Tips for Best Results
- Don’t skip the step of cooling the bulgur completely first.
- Avoid overcooking the bulgur to keep a nice, chewy texture.
- Substitute quinoa if you need a gluten-free version of this.
- Use a rotisserie chicken to save precious time on weeknights.
- Pick fresh mint from the farmers market for the best aroma.
- Add extra lemon zest to elevate the bright, citrusy notes.
- Rinse your chickpeas thoroughly to ensure a clean, fresh taste.
Make It Your Own
- Swap the chicken for grilled tofu for a vegetarian option.
- Use quinoa instead of bulgur for a gluten-free spring meal.
- Add pomegranate seeds for a sweet, seasonal winter twist.
- Try goat cheese instead of feta for a creamier finish.
Common Questions
Can I make it ahead?
Yes, this is perfect for meal prep. The ingredients hold up well in the refrigerator. Just toss it again before serving to redistribute the dressing.
How do I know it’s done?
The bulgur is done when all the water is absorbed. It should be tender but still have a slight bite. Fluff it with a fork to check the texture.
Is it family-friendly?
Absolutely, the flavors are mild and very approachable. Most kids love the crunch of the cucumbers and pistachios. It is a nourishing win for everyone.
I hope this vibrant salad brings some sunshine to your kitchen today. It is the perfect way to feel energized and refreshed all spring long.

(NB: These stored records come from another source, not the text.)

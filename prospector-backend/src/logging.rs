use std::{
    fs,
    path::{Path, PathBuf},
    time::{Duration, SystemTime},
};
use anyhow::Context;
use tokio::task;
use tracing_subscriber::{fmt, prelude::*, EnvFilter};
use tracing_appender::rolling::{RollingFileAppender, Rotation};
use tracing_appender::non_blocking::{NonBlocking, WorkerGuard};

const LOG_MAX_AGE: Duration = Duration::from_secs(60 * 60 * 24 * 3);
const CLEANUP_INTERVAL: Duration = Duration::from_secs(60 * 60);

/// Keeps the non-blocking file writer flushing; hold it for the process lifetime.
#[allow(dead_code)]
pub struct LoggerGuard(WorkerGuard);

/// Console + daily-rotated file logging. Must be called from inside a tokio runtime.
pub fn init_logging(
    log_dir: impl AsRef<Path>,
    prefix: &str,
    level: &str,
) -> anyhow::Result<LoggerGuard> {
    let log_dir = log_dir.as_ref().to_path_buf();
    let level = normalize_level(level);

    let builder = EnvFilter::builder()
        .with_default_directive(level.parse().context("Invalid default log directive")?);

    let rust_log = std::env::var("RUST_LOG").unwrap_or_default();
    let console_filter = builder.clone().parse_lossy(&rust_log);
    let file_filter = builder.parse_lossy(&rust_log);

    let file_appender = RollingFileAppender::builder()
        .rotation(Rotation::DAILY)
        .filename_prefix(prefix)
        .filename_suffix("log")
        .build(&log_dir)
        .with_context(|| format!("Failed to create file appender in {}", log_dir.display()))?;
    let (non_blocking, guard) = NonBlocking::new(file_appender);

    let file_layer = fmt::layer()
        .with_writer(non_blocking)
        .with_ansi(false)
        .with_filter(file_filter);
    let stdout_layer = fmt::layer()
        .with_writer(std::io::stdout)
        .with_ansi(true)
        .with_filter(console_filter);

    tracing_subscriber::registry()
        .with(file_layer)
        .with(stdout_layer)
        .try_init()
        .context("A global tracing subscriber is already installed")?;

    start_log_cleanup_task(log_dir, prefix.to_string());

    Ok(LoggerGuard(guard))
}

/// Unknown levels fall back to `info`.
fn normalize_level(level: &str) -> &'static str {
    match level.trim().to_ascii_lowercase().as_str() {
        "trace" => "trace",
        "debug" => "debug",
        "info" => "info",
        "warn" => "warn",
        "error" => "error",
        _ => {
            eprintln!("Invalid log level '{}', defaulting to 'info'", level);
            "info"
        }
    }
}

fn start_log_cleanup_task(log_dir: PathBuf, prefix: String) {
    task::spawn(async move {
        loop {
            match cleanup_old_logs(&log_dir, &prefix, LOG_MAX_AGE) {
                Ok(0) => {}
                Ok(deleted) => tracing::info!("Deleted {} old log files", deleted),
                Err(e) => tracing::warn!("Failed to delete old log file: {}", e),
            }
            tokio::time::sleep(CLEANUP_INTERVAL).await;
        }
    });
}

/// Remove `<prefix>*.log` files older than `max_age`. Returns how many were deleted.
fn cleanup_old_logs(log_dir: &Path, prefix: &str, max_age: Duration) -> std::io::Result<usize> {
    let now = SystemTime::now();
    let mut deleted = 0;

    for entry in fs::read_dir(log_dir)? {
        let path = entry?.path();

        let Some(file_name) = path.file_name().and_then(|n| n.to_str()) else {
            continue;
        };
        if !(file_name.starts_with(prefix) && file_name.ends_with(".log")) {
            continue;
        }

        let modified = fs::metadata(&path)?.modified()?;
        if now.duration_since(modified).unwrap_or_default() > max_age {
            fs::remove_file(&path)?;
            tracing::debug!("Old log file deleted: {}", file_name);
            deleted += 1;
        }
    }

    Ok(deleted)
}
pub mod renderer;
pub mod scheduled;
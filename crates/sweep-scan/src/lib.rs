//! Sweep Scan
//!
//! Loads scan settings, reads the needle and haystack files, applies the
//! configured mask preprocessing and reports the best sweeps of each haystack.

mod scan;
mod settings;

pub use scan::{preprocess, run, scan_lists, Preprocessed, ScanReport};
pub use settings::{ScanSettings, CONFIG_ENV, ENV_PREFIX};

use tracing::Level;
use tracing_subscriber::FmtSubscriber;

/// Initialize logging at `level`, falling back to info for unknown names
pub fn init_logging(level: &str) {
    let level = level.parse::<Level>().unwrap_or(Level::INFO);
    let subscriber = FmtSubscriber::builder()
        .with_max_level(level)
        .with_target(true)
        .with_writer(std::io::stderr)
        .finish();

    tracing::subscriber::set_global_default(subscriber)
        .expect("Failed to set tracing subscriber");
}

Happy cooking!
— Emily

Ingredients
Method
- Combine bulgur wheat and water in a medium saucepan; bring to a boil, then reduce heat, cover, and simmer for 12 minutes until liquid is absorbed.

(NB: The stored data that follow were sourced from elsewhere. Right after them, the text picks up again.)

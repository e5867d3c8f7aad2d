//! Deltafy
//!
//! Replaces each mask with its wrap-around difference from the previous one.
//! Smooth signals collapse onto a few small deltas, which sharpens every
//! entropy metric. The first mask is kept as is, so the transform inverts
//! exactly.

use serde::{Deserialize, Serialize};

use crate::list::full_mask_max;
use crate::MaskError;

/// Largest number of stacked delta passes
pub const MAX_DELTA_COUNT: u8 = 3;

/// Whether to apply or undo a transform
#[derive(Debug, Clone, Copy, PartialEq, Eq, Serialize, Deserialize)]
#[serde(rename_all = "snake_case")]
pub enum Direction {
    Apply,
    Undo,
}

/// One delta pass over `masks`.
///
/// Without `channelize` deltas wrap modulo `mask_max + 1`. With it each byte
/// lane wraps modulo 256 independently, which suits interleaved multi-channel
/// samples; that mode requires the full-width `mask_max`.
pub fn deltafy(
    masks: &mut [u32],
    granularity: u8,
    mask_max: u32,
    channelize: bool,
    direction: Direction,
) -> Result<(), MaskError> {
    let full = full_mask_max(granularity)?;
    if mask_max > full {
        return Err(MaskError::MaskMaxTooLarge {
            mask_max,
            limit: full,
            granularity,
        });
    }
    if channelize && mask_max != full {
        return Err(MaskError::ChannelizeNeedsFullWidth {
            mask_max,
            expected: full,
        });
    }
    if masks.len() < 2 {
        return Ok(());
    }

    let lanes = granularity as usize + 1;
    let span = mask_max as u64 + 1;
    let diff = |a: u32, b: u32| -> u32 {
        if channelize {
            lane_op(a, b, lanes, u8::wrapping_sub)
        } else {
            ((a as u64 + span - b as u64) % span) as u32
        }
    };
    let sum = |a: u32, b: u32| -> u32 {
        if channelize {
            lane_op(a, b, lanes, u8::wrapping_add)
        } else {
            ((a as u64 + b as u64) % span) as u32
        }
    };

    match direction {
        // back to front, so each predecessor is still original
        Direction::Apply => {
            for i in (1..masks.len()).rev() {
                masks[i] = diff(masks[i], masks[i - 1]);
            }
        }
        // front to back, so each predecessor is already restored
        Direction::Undo => {
            for i in 1..masks.len() {
                masks[i] = sum(masks[i], masks[i - 1]);
            }
        }
    }
    Ok(())
}

/// `count` stacked delta passes, 0 to 3.
pub fn deltafy_n(
    masks: &mut [u32],
    count: u8,
    granularity: u8,
    mask_max: u32,
    channelize: bool,
    direction: Direction,
) -> Result<(), MaskError> {
    if count > MAX_DELTA_COUNT {
        return Err(MaskError::DeltaCount(count));
    }
    for _ in 0..count {
        deltafy(masks, granularity, mask_max, channelize, direction)?;
    }
    Ok(())
}

#[inline]
fn lane_op(a: u32, b: u32, lanes: usize, op: fn(u8, u8) -> u8) -> u32 {
    let (a, b) = (a.to_le_bytes(), b.to_le_bytes());
    let mut out = [0u8; 4];
    for lane in 0..lanes {
        out[lane] = op(a[lane], b[lane]);
    }
    u32::from_le_bytes(out)
}

#[cfg(test)]
mod tests {
    use super::*;

    #[test]
    fn test_delta_bytes() {
        let mut masks = vec![10, 12, 11, 11];
        deltafy(&mut masks, 0, 255, false, Direction::Apply).unwrap();
        assert_eq!(masks, vec![10, 2, 255, 0]);
        deltafy(&mut masks, 0, 255, false, Direction::Undo).unwrap();
        assert_eq!(masks, vec![10, 12, 11, 11]);
    }

    #[test]
    fn test_delta_wraps_modulo_span() {
        let mut masks = vec![5, 0];
        deltafy(&mut masks, 0, 9, false, Direction::Apply).unwrap();
        assert_eq!(masks, vec![5, 5]);
    }

    #[test]
    fn test_channelized_lanes_wrap_independently() {
        let mut masks = vec![0x0100, 0x00FF];
        deltafy(&mut masks, 1, 0xFFFF, true, Direction::Apply).unwrap();
        // low lane 0xFF - 0x00, high lane 0x00 - 0x01
        assert_eq!(masks, vec![0x0100, 0xFFFF]);

        let mut plain = vec![0x0100, 0x00FF];
        deltafy(&mut plain, 1, 0xFFFF, false, Direction::Apply).unwrap();
        assert_eq!(plain, vec![0x0100, 0xFFFF]);
    }

    #[test]
    fn test_channelize_needs_full_width() {
        let mut masks = vec![1, 2];
        assert_eq!(
            deltafy(&mut masks, 1, 0x0FFF, true, Direction::Apply),
            Err(MaskError::ChannelizeNeedsFullWidth {
                mask_max: 0x0FFF,
                expected: 0xFFFF
            })
        );
    }

    #[test]
    fn test_deltafy_n_round_trip() {
        let original = vec![3, 1, 4, 1, 5, 9, 2, 6];
        let mut masks = original.clone();
        deltafy_n(&mut masks, 3, 0, 255, false, Direction::Apply).unwrap();
        assert_ne!(masks, original);
        deltafy_n(&mut masks, 3, 0, 255, false, Direction::Undo).unwrap();
        assert_eq!(masks, original);
        assert_eq!(
            deltafy_n(&mut masks, 4, 0, 255, false, Direction::Apply),
            Err(MaskError::DeltaCount(4))
        );
    }
}
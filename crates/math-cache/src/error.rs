//! Cache Error Types

use thiserror::Error;

/// Errors while building a math cache
#[derive(Debug, Clone, PartialEq, Eq, Error)]
pub enum CacheError {
    /// Log cache size outside the supported range
    #[error("Log cache bits {bits} outside [{min}, {max}]")]
    InvalidBits { bits: u32, min: u32, max: u32 },

    /// Log-gamma table too short for Stirling's series to take over
    #[error("Log-gamma table length {len} is below the minimum of {min}")]
    TableTooShort { len: u64, min: u64 },

    /// Storage could not be reserved
    #[error("Failed to allocate {len} entries for {what}")]
    AllocationFailed { what: &'static str, len: usize },
}
//! Frequency Tables
//!
//! Occurrence counts indexed by mask value, plus the running total. The
//! total always equals the number of masks accrued minus those unaccrued.

use crate::MaskError;

/// Mask value to occurrence count
#[derive(Debug, Clone, PartialEq, Eq)]
pub struct FreqTable {
    counts: Vec<u32>,
    total: u64,
}

impl FreqTable {
    /// Create a zeroed table covering masks `0..=mask_max`.
    pub fn try_new(mask_max: u32) -> Result<Self, MaskError> {
        let len = mask_max as usize + 1;
        let mut counts = Vec::new();
        counts
            .try_reserve_exact(len)
            .map_err(|_| MaskError::AllocationFailed {
                what: "frequency table",
                len,
            })?;
        counts.resize(len, 0);
        Ok(Self { counts, total: 0 })
    }

    /// Largest mask the table can count
    pub fn mask_max(&self) -> u32 {
        (self.counts.len() - 1) as u32
    }

    /// Number of masks currently counted
    pub fn total(&self) -> u64 {
        self.total
    }

    #[inline]
    pub fn count(&self, mask: u32) -> u32 {
        self.counts[mask as usize]
    }

    pub fn counts(&self) -> &[u32] {
        &self.counts
    }

    /// Number of masks with a nonzero count
    pub fn distinct(&self) -> u64 {
        self.counts.iter().filter(|&&c| c != 0).count() as u64
    }

    pub fn clear(&mut self) {
        self.counts.fill(0);
        self.total = 0;
    }

    /// Counts every mask in `masks`.
    pub fn accrue(&mut self, masks: &[u32]) {
        for &m in masks {
            self.counts[m as usize] += 1;
        }
        self.total += masks.len() as u64;
    }

    /// Exact inverse of `accrue` for the same masks.
    pub fn unaccrue(&mut self, masks: &[u32]) {
        for &m in masks {
            self.counts[m as usize] -= 1;
        }
        self.total -= masks.len() as u64;
    }

    /// Counts one mask and returns its new count.
    #[inline]
    pub fn increment(&mut self, mask: u32) -> u32 {
        let count = &mut self.counts[mask as usize];
        *count += 1;
        self.total += 1;
        *count
    }

    /// Uncounts one mask and returns its new count.
    #[inline]
    pub fn decrement(&mut self, mask: u32) -> u32 {
        let count = &mut self.counts[mask as usize];
        *count -= 1;
        self.total -= 1;
        *count
    }

    /// Adjusts the counts for one mask leaving and one entering.
    #[inline]
    pub fn exchange(&mut self, exiting: u32, entering: u32) {
        self.counts[exiting as usize] -= 1;
        self.counts[entering as usize] += 1;
    }

    /// Subtracts another table entry by entry. Nothing changes on error.
    pub fn subtract_table(&mut self, other: &FreqTable) -> Result<(), MaskError> {
        if let Some(mask) = self
            .counts
            .iter()
            .zip(other.counts.iter())
            .position(|(&a, &b)| b > a)
        {
            return Err(MaskError::TableUnderflow { mask: mask as u32 });
        }
        if other.counts.len() > self.counts.len()
            && other.counts[self.counts.len()..].iter().any(|&c| c != 0)
        {
            return Err(MaskError::TableUnderflow {
                mask: self.counts.len() as u32,
            });
        }
        for (a, &b) in self.counts.iter_mut().zip(other.counts.iter()) {
            *a -= b;
        }
        self.total -= other.total;
        Ok(())
    }
}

- Fluff the cooked bulgur with a fork and transfer to a large mixing bowl to cool to room temperature.
- Dice the cucumber and red onion, and finely chop the parsley and mint.

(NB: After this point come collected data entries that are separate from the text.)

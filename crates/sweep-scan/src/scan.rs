//! Scan pipeline: read, preprocess, transform, report

use std::fs;
use std::path::Path;

use anyhow::{bail, Context as _, Result};
use mask_model::{deltafy_n, surroundify, DensityMap, Direction, MaskList, SurroundRange, UsedBitmap};
use serde::Serialize;
use sweep_engine::{Context, ModeKind, TransformRequest, TransformResult};
use tracing::{debug, info};

use crate::ScanSettings;

/// Best sweeps of one haystack
#[derive(Debug, Clone, Serialize)]
pub struct ScanReport {
    pub haystack: String,
    pub mask_count: usize,
    pub sweep_len: u64,
    /// Scores as floats, in nats or as fractions depending on the mode
    pub values: Vec<f64>,
    pub result: TransformResult,
}

/// Masks after preprocessing, plus the narrowed mask_max when remapped
#[derive(Debug)]
pub struct Preprocessed {
    pub needle: Option<MaskList>,
    pub haystacks: Vec<(String, MaskList)>,
    pub mask_max: Option<u32>,
}

fn read_masks(path: &Path, settings: &ScanSettings) -> Result<MaskList> {
    let bytes = fs::read(path).with_context(|| format!("Failed to read {}", path.display()))?;
    let mut list = MaskList::default();
    let counted = list
        .load(&bytes, settings.engine.granularity, settings.engine.overlap)
        .with_context(|| format!("Failed to extract masks from {}", path.display()))?;
    if counted.ignored_tail {
        debug!("{}: trailing partial mask ignored", path.display());
    }
    list.check_max(settings.engine.mask_max)
        .with_context(|| format!("{} holds masks above mask_max", path.display()))?;
    Ok(list)
}

/// Applies deltafy, densify and surroundify, in that order, jointly over the
/// needle and every haystack.
pub fn preprocess(
    settings: &ScanSettings,
    mut needle: Option<MaskList>,
    mut haystacks: Vec<(String, MaskList)>,
) -> Result<Preprocessed> {
    let engine = &settings.engine;
    let mut lists: Vec<&mut MaskList> = needle
        .iter_mut()
        .chain(haystacks.iter_mut().map(|(_, list)| list))
        .collect();

    if settings.deltafy > 0 {
        for list in lists.iter_mut() {
            deltafy_n(
                list.as_mut_slice(),
                settings.deltafy,
                engine.granularity,
                engine.mask_max,
                settings.channelize,
                Direction::Apply,
            )?;
        }
    }

    let mut mask_max = None;
    if settings.densify {
        let mut used = UsedBitmap::try_new(engine.mask_max)?;
        for list in &lists {
            used.mark(list.as_slice())?;
        }
        let map = DensityMap::build(&used)?;
        for list in lists.iter_mut() {
            map.densify(list.as_mut_slice())?;
        }
        info!("Densified {} used masks", used.count_used());
        mask_max = Some(map.mask_max());
    }

    if settings.surroundify {
        let slices: Vec<&[u32]> = lists.iter().map(|list| list.as_slice()).collect();
        if let Some(range) = SurroundRange::joint(&slices) {
            for list in lists.iter_mut() {
                surroundify(list.as_mut_slice(), range)?;
            }
            debug!("Surroundified over {:#X}..={:#X}", range.min, range.max);
            mask_max = Some(range.mask_max());
        }
    }

    Ok(Preprocessed {
        needle,
        haystacks,
        mask_max,
    })
}

/// Runs the configured mode over lists already in memory.
pub fn scan_lists(settings: &ScanSettings, lists: Preprocessed) -> Result<Vec<ScanReport>> {
    let mode = settings.mode;
    let mut context = Context::from_config(settings.engine.clone())?;
    let mut overridden;
    let context: &mut Context = match lists.mask_max {
        Some(mask_max) => {
            overridden = context.override_mask_max(mask_max)?;
            &mut overridden
        }
        None => &mut context,
    };

    let divergence = mode.kind() == ModeKind::Divergence;
    if mode.capability().needle {
        let Some(needle) = &lists.needle else {
            bail!("Mode {} needs a needle file", mode);
        };
        context.load_needle(needle.as_slice())?;
    }

    let request = TransformRequest::new(mode, settings.sweep_len)
        .ranked(settings.rank_count, settings.order);
    let mut reports = Vec::with_capacity(lists.haystacks.len());
    for (name, haystack) in &lists.haystacks {
        let result = if divergence {
            context.divergence_transform(&request, haystack.as_slice())
        } else {
            context.transform(&request, haystack.as_slice())
        }
        .with_context(|| format!("{} transform of {} failed", mode, name))?;

        info!(
            "{}: {} sweeps scored, best {:?}",
            name,
            result.sweep_count,
            result.value_f64(0)
        );
        reports.push(ScanReport {
            haystack: name.clone(),
            mask_count: haystack.len(),
            sweep_len: settings.sweep_len,
            values: result.values_f64(),
            result,
        });
    }
    Ok(reports)
}

/// Reads every configured file and scans each haystack.
pub fn run(settings: &ScanSettings) -> Result<Vec<ScanReport>> {
    if settings.haystacks.is_empty() {
        bail!("No haystack files configured");
    }
    let needle = settings
        .needle
        .as_deref()
        .map(|path| read_masks(path, settings))
        .transpose()?;
    let haystacks = settings
        .haystacks
        .iter()
        .map(|path| Ok((path.display().to_string(), read_masks(path, settings)?)))
        .collect::<Result<Vec<_>>>()?;

    let lists = preprocess(settings, needle, haystacks)?;
    scan_lists(settings, lists)
}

- Add the cooled bulgur, diced chicken, chickpeas, cucumber, red onion, parsley, mint, pistachios, and feta cheese to the mixing bowl.
- In a separate small container, whisk together the olive oil, lemon juice, salt, and pepper until fully emulsified.
- Pour the dressing over the salad components and toss thoroughly to ensure even distribution.
- Serve immediately or refrigerate for 30 minutes to allow the flavors to integrate.